::: DATA PROVIDED :::

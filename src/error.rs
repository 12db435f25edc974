//! Error taxonomy for the service.
//!
//! Errors are local to one session unless stated otherwise: a protocol or
//! I/O error terminates that session only. Synchronization failures are not
//! represented here; a poisoned lock aborts the process (see `server::slots`).

use thiserror::Error;

#[derive(Debug, Error)]
pub enum Error {
    /// Malformed client traffic (out-of-range input byte, truncated frame).
    #[error("protocol error: {0}")]
    Protocol(String),

    /// All session slots are in use; the connection is rejected, not queued.
    #[error("no free session slot")]
    SlotsExhausted,

    #[error(transparent)]
    Io(#[from] std::io::Error),
}

pub type Result<T> = std::result::Result<T, Error>;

:::

__INSTRUCTIONS FOR THE TASK__:
Your answer should repeat every entry exactly.

__RESULT OF THE TASK__:
filename src/error.rs
repository 12db435f25edc974
//! Error taxonomy for the service.
//!
//! Errors are local to one session unless stated otherwise: a protocol or
//! I/O error terminates that session only. Synchronization failures are not
//! represented here; a poisoned lock aborts the process (see `server::slots`).

use thiserror::Error;

#[derive(Debug, Error)]
pub enum Error {
    /// Malformed client traffic (out-of-range input byte, truncated frame).
    #[error("protocol error: {0}")]
    Protocol(String),

    /// All session slots are in use; the connection is rejected, not queued.
    #[error("no free session slot")]
    SlotsExhausted,

    #[error(transparent)]
    Io(#[from] std::io::Error),
}

pub type Result<T> = std::result::Result<T, Error>;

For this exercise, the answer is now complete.